Work instructions:
Repeat the records below exactly, beginning at the first line and finishing with the line that contains "use crate::types::ModelMessage;".
--- Provided records Enclosed Below ---
//! Session runner: drives the turn loop for one session.

use std::sync::Arc;

use chrono::Local;
use serde_json::{json, Value};
use tracing::{debug, info, warn};

use crate::agent::topology::TRANSFER_TOOL;
use crate::agent::{DelegationDecision, Topology};
use crate::error::{Result, VitaeError};
use crate::provider::{ModelProvider, ProviderRequest};
use crate::session::{Session, SessionStore};
use crate::tools::{ToolArguments, ToolContext};
use crate::types::ModelMessage;

/// Upper bound on model round-trips per user input. A turn that keeps
/// emitting function calls past this is runaway and gets cut off.
const MAX_TOOL_ITERATIONS: usize = 16;

/// One user input to process: plain text or a prebuilt message.
#[derive(Debug, Clone)]
pub enum UserInput {
    Text(String),
    Message(ModelMessage),
}

impl UserInput {
    /// Normalize into the uniform message representation.
    fn into_message(self) -> ModelMessage {
        match self {
            Self::Text(text) => ModelMessage::user(text),
            Self::Message(message) => message,
        }
    }
}

impl From<&str> for UserInput {
    fn from(text: &str) -> Self {
        Self::Text(text.to_string())
    }
}

impl From<String> for UserInput {
    fn from(text: String) -> Self {
        Self::Text(text)
    }
}

impl From<ModelMessage> for UserInput {
    fn from(message: ModelMessage) -> Self {
        Self::Message(message)
    }
}

/// A response event surfaced while processing one input.
#[derive(Debug, Clone, PartialEq)]
pub enum TurnEvent {
    Text {
        agent: String,
        text: String,
    },
    ToolCall {
        agent: String,
        name: String,
        arguments: Value,
    },
    ToolResult {
        agent: String,
        name: String,
        result: String,
        is_error: bool,
    },
    Delegated {
        from: String,
        to: String,
    },
    DelegationDenied {
        agent: String,
        target: String,
        reason: String,
    },
}

/// Observer invoked for each event as it is surfaced.
pub type EventSink = Arc<dyn Fn(&TurnEvent) + Send + Sync>;

/// Drives conversational sessions over a delegation topology.
///
/// Inputs are processed strictly in submission order; the event sequence for
/// input *i* is fully drained before input *i+1* is dispatched. The caller
/// guarantees at most one in-flight run per session id.
pub struct SessionRunner<'a> {
    topology: &'a Topology,
    provider: &'a dyn ModelProvider,
    store: &'a mut SessionStore,
    event_sink: Option<EventSink>,
}

impl<'a> SessionRunner<'a> {
    pub fn new(
        topology: &'a Topology,
        provider: &'a dyn ModelProvider,
        store: &'a mut SessionStore,
    ) -> Self {
        Self {
            topology,
            provider,
            store,
            event_sink: None,
        }
    }

    /// Observe events as they are surfaced.
    pub fn with_event_sink(mut self, sink: EventSink) -> Self {
        self.event_sink = Some(sink);
        self
    }

    /// Process `inputs` against the named session, creating it if needed.
    ///
    /// A newly created session gets the current date prepended to its first
    /// input, exactly once in its lifetime.
    pub async fn run(
        &mut self,
        session_id: &str,
        inputs: Vec<UserInput>,
    ) -> Result<Vec<TurnEvent>> {
        let topology = self.topology;
        let provider = self.provider;
        let sink = self.event_sink.clone();
        let (session, is_new) = self.store.get_or_create(session_id);

        let mut events = Vec::new();
        if inputs.is_empty() {
            debug!(session_id, "no inputs to process");
            return Ok(events);
        }

        let mut first = true;
        for input in inputs {
            let mut message = input.into_message();
            if first && is_new && !session.date_annotated {
                let date = Local::now().format("%A, %B %d, %Y").to_string();
                message.prepend_text(&format!("[Today's date: {date}]\n\n"));
                session.date_annotated = true;
                info!(session_id, %date, "added date context to first input");
            }
            first = false;

            session.history.push(message);
            drive_turn(topology, provider, &sink, session, &mut events).await?;
        }

        Ok(events)
    }
}

/// Run model round-trips for the latest input until the active agent stops
/// emitting function calls.
async fn drive_turn(
    topology: &Topology,
    provider: &dyn ModelProvider,
    sink: &Option<EventSink>,
    session: &mut Session,
    events: &mut Vec<TurnEvent>,
) -> Result<()> {
    let session_id = session.key.session_id.clone();
    let mut active = session
        .active_agent
        .clone()
        .unwrap_or_else(|| topology.root().name().to_string());

    for _ in 0..MAX_TOOL_ITERATIONS {
        let agent = topology
            .agent(&active)
            .ok_or_else(|| VitaeError::InvalidState(format!("unknown active agent: {active}")))?;

        let mut tools = agent.tool_definitions();
        if let Some(transfer) = topology.transfer_definition(agent) {
            tools.push(transfer);
        }
        let mut request = ProviderRequest {
            system_instruction: Some(agent.instruction().to_string()),
            messages: session.history.clone(),
            settings: agent.settings().clone(),
            tools,
        };
        for hook in agent.before_model() {
            hook(&session_id, &session.state, &mut request);
        }

        let response = provider.generate(&request).await?;

        if !response.text.is_empty() {
            session.history.push(ModelMessage::assistant(&response.text));
            emit(
                sink,
                events,
                TurnEvent::Text {
                    agent: active.clone(),
                    text: response.text.clone(),
                },
            );
        }

        if response.tool_calls.is_empty() {
            session.active_agent = Some(active);
            return Ok(());
        }

        session
            .history
            .push(ModelMessage::assistant_tool_calls(response.tool_calls.clone()));

        for call in response.tool_calls {
            emit(
                sink,
                events,
                TurnEvent::ToolCall {
                    agent: active.clone(),
                    name: call.name.clone(),
                    arguments: call.arguments.clone(),
                },
            );

            let (result_text, is_error) = if call.name == TRANSFER_TOOL {
                let target = call
                    .arguments
                    .get("agent_name")
                    .and_then(Value::as_str)
                    .unwrap_or_default()
                    .to_string();
                match topology.can_delegate(agent, &target, &session.state) {
                    DelegationDecision::Allowed => {
                        info!(session_id = %session_id, from = %active, to = %target, "delegating");
                        emit(
                            sink,
                            events,
                            TurnEvent::Delegated {
                                from: active.clone(),
                                to: target.clone(),
                            },
                        );
                        session.active_agent = Some(target.clone());
                        active = target.clone();
                        (format!("Transferred to {target}."), false)
                    }
                    DelegationDecision::GuardRejected(reason) => {
                        warn!(session_id = %session_id, target = %target, %reason, "delegation denied by guard");
                        emit(
                            sink,
                            events,
                            TurnEvent::DelegationDenied {
                                agent: active.clone(),
                                target: target.clone(),
                                reason: reason.clone(),
                            },
                        );
                        (reason, true)
                    }
                    DelegationDecision::UnknownAgent | DelegationDecision::NotASubAgent => {
                        let reason =
                            format!("Cannot transfer to '{target}': it is not an available agent.");
                        warn!(session_id = %session_id, target = %target, "delegation to unavailable agent");
                        emit(
                            sink,
                            events,
                            TurnEvent::DelegationDenied {
                                agent: active.clone(),
                                target,
                                reason: reason.clone(),
                            },
                        );
                        (reason, true)
                    }
                }
            } else if let Some(tool) = agent.find_tool(&call.name) {
                let args = ToolArguments::new(call.arguments.clone());
                let mut ctx = ToolContext {
                    session_id: &session_id,
                    state: &mut session.state,
                    provider,
                };
                let outcome = tool.execute(&args, &mut ctx).await;
                if outcome.is_error() {
                    warn!(session_id = %session_id, tool = %call.name, result = %outcome.message, "tool reported an error");
                }
                let is_error = outcome.is_error();
                (outcome.into_text(), is_error)
            } else {
                warn!(session_id = %session_id, tool = %call.name, "model called an unknown tool");
                (format!("Unknown tool '{}'.", call.name), true)
            };

            session.history.push(ModelMessage::tool_result(
                &call.id,
                &call.name,
                json!({"result": result_text}),
                is_error,
            ));
            emit(
                sink,
                events,
                TurnEvent::ToolResult {
                    agent: active.clone(),
                    name: call.name.clone(),
                    result: result_text,
                    is_error,
                },
            );
        }
    }

    warn!(session_id = %session_id, cap = MAX_TOOL_ITERATIONS, "tool iteration cap reached; ending turn");
    session.active_agent = Some(active);
    Ok(())
}

fn emit(sink: &Option<EventSink>, events: &mut Vec<TurnEvent>, event: TurnEvent) {
    if let Some(sink) = sink {
        sink(&event);
    }
    events.push(event);
}
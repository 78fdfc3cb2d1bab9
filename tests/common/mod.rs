//! Shared test fixtures: a scripted in-memory model provider.

use std::collections::VecDeque;
use std::sync::Mutex;

use async_trait::async_trait;
use serde_json::Value;

use vitae::error::{Result, VitaeError};
use vitae::provider::{ModelProvider, ProviderRequest, ProviderResponse};
use vitae::types::{FinishReason, ToolCall};

/// Provider that replays a fixed sequence of responses and records every
/// request it receives.
pub struct ScriptedProvider {
    responses: Mutex<VecDeque<ProviderResponse>>,
    requests: Mutex<Vec<ProviderRequest>>,
}

impl ScriptedProvider {
    pub fn new(responses: Vec<ProviderResponse>) -> Self {
        Self {
            responses: Mutex::new(responses.into()),
            requests: Mutex::new(Vec::new()),
        }
    }

    /// All requests seen so far, in order.
    pub fn requests(&self) -> Vec<ProviderRequest> {
        self.requests.lock().unwrap().clone()
    }
}

#[async_trait]
impl ModelProvider for ScriptedProvider {
    fn model_id(&self) -> &str {
        "scripted"
    }

    async fn generate(&self, request: &ProviderRequest) -> Result<ProviderResponse> {
        self.requests.lock().unwrap().push(request.clone());
        self.responses
            .lock()
            .unwrap()
            .pop_front()
            .ok_or_else(|| VitaeError::InvalidState("scripted provider ran out of responses".into()))
    }
}

/// A response consisting of a single function call.
pub fn call_response(name: &str, arguments: Value) -> ProviderResponse {
    ProviderResponse {
        text: String::new(),
        tool_calls: vec![ToolCall {
            id: format!("call-{name}"),
            name: name.to_string(),
            arguments,
        }],
        finish_reason: Some(FinishReason::ToolCalls),
    }
}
--- End of Enclosed Provided records ---
Solution for this task:
//! Session runner: drives the turn loop for one session.

use std::sync::Arc;

use chrono::Local;
use serde_json::{json, Value};
use tracing::{debug, info, warn};

use crate::agent::topology::TRANSFER_TOOL;
use crate::agent::{DelegationDecision, Topology};
use crate::error::{Result, VitaeError};
use crate::provider::{ModelProvider, ProviderRequest};
use crate::session::{Session, SessionStore};
use crate::tools::{ToolArguments, ToolContext};
use crate::types::ModelMessage;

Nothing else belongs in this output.